Give back the lines of the records exactly, starting at the first and ending at the one with "mod object;".

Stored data
-------------------------

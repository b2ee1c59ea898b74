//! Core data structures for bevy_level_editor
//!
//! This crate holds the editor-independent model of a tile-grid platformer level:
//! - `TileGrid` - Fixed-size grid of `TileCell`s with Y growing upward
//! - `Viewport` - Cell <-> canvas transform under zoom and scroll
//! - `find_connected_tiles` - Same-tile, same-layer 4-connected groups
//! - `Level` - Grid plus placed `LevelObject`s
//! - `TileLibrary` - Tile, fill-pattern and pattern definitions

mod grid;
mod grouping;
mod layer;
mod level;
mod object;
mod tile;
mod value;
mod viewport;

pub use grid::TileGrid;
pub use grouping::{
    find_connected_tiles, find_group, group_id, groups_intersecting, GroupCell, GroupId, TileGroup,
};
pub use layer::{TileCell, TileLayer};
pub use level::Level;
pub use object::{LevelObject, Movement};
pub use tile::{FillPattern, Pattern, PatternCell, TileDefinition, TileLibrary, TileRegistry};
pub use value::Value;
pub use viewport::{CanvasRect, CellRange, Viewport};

-------------------------

**RESULT OF THIS EXERCISE:**
repository b2ee1c59ea898b74
//! Core data structures for bevy_level_editor
//!
//! This crate holds the editor-independent model of a tile-grid platformer level:
//! - `TileGrid` - Fixed-size grid of `TileCell`s with Y growing upward
//! - `Viewport` - Cell <-> canvas transform under zoom and scroll
//! - `find_connected_tiles` - Same-tile, same-layer 4-connected groups
//! - `Level` - Grid plus placed `LevelObject`s
//! - `TileLibrary` - Tile, fill-pattern and pattern definitions

mod grid;
mod grouping;
mod layer;
mod level;
mod object;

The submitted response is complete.